A accumulator, as defined below, is a data structure that maintains an accumulated number for each key. This is a counter when the accumulated values reflect the counts:

struct Accumulator{K, V<:Number}
    map::Dict{K, V}
end

Constructors

There are different ways to construct an accumulator/counter:

a = Accumulator{K, V}()  # construct an accumulator with key-type K and
                         # accumulated value type V

a = Accumulator(dict)    # construct an accumulator from a dictionary

a = counter(K)           # construct a counter, i.e. an accumulator with
                         # key type K and value type Int

a = counter(dict)        # construct a counter from a dictionary

a = counter(seq)         # construct a counter by counting keys in a sequence

a = counter(gen)         # construct a counter by counting keys in a generator

Usage

Usage of an accumulator/counter:

# let a and a2 be accumulators/counters

a[x]             # get the current value/count for x,
                 # if x was not added to a, it returns zero.
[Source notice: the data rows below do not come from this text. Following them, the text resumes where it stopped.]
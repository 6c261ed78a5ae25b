mod cache;
pub mod dataset;
pub mod domain;
mod export;
pub mod filter;
mod loader;
pub mod report;

pub use cache::{CacheStats, DatasetCache, SourceSignature, MAX_INLINE_ENTRIES};
pub use dataset::Dataset;
pub use export::{export_csv, export_csv_bytes, ExportError, EXPORT_FILE_NAME};
pub use filter::{FilteredTable, YearSelection};
pub use loader::{DataSourceError, DatasetLoader};
pub use report::DashboardReport;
a[x] = v         # sets the current value/count for `x` to `v`

inc!(a, x)       # increment the value/count for x by 1
inc!(a, x, v)    # increment the value/count for x by v

dec!(a, x)       # decrement the value/count for x by 1
dec!(a, x, v)    # decrement the value/count for x by v

reset!(a, x)     # remove a key x from a, and return its current value

merge!(a, a2)    # add all counts from a2 to a1
merge(a, a2)     # return a new accumulator/counter that combines the
                 # values/counts in both a and a2
                 # `a[v] + a2[v]` over all `v` in the universe

merge is the multiset sum operation (sometimes written ⊎).

Use as a multiset

An Accumulator{T, <:Integer} where T such as is returned by counter, is a multiset or Bag, of objects of type T. If the count type is not an integer but a more general real number, then this is a form of fuzzy multiset. We support a number of operations supporting the use of Accumulators as multisets.

Note that these operations will throw an error if the accumulator has negative or zero counts for any items.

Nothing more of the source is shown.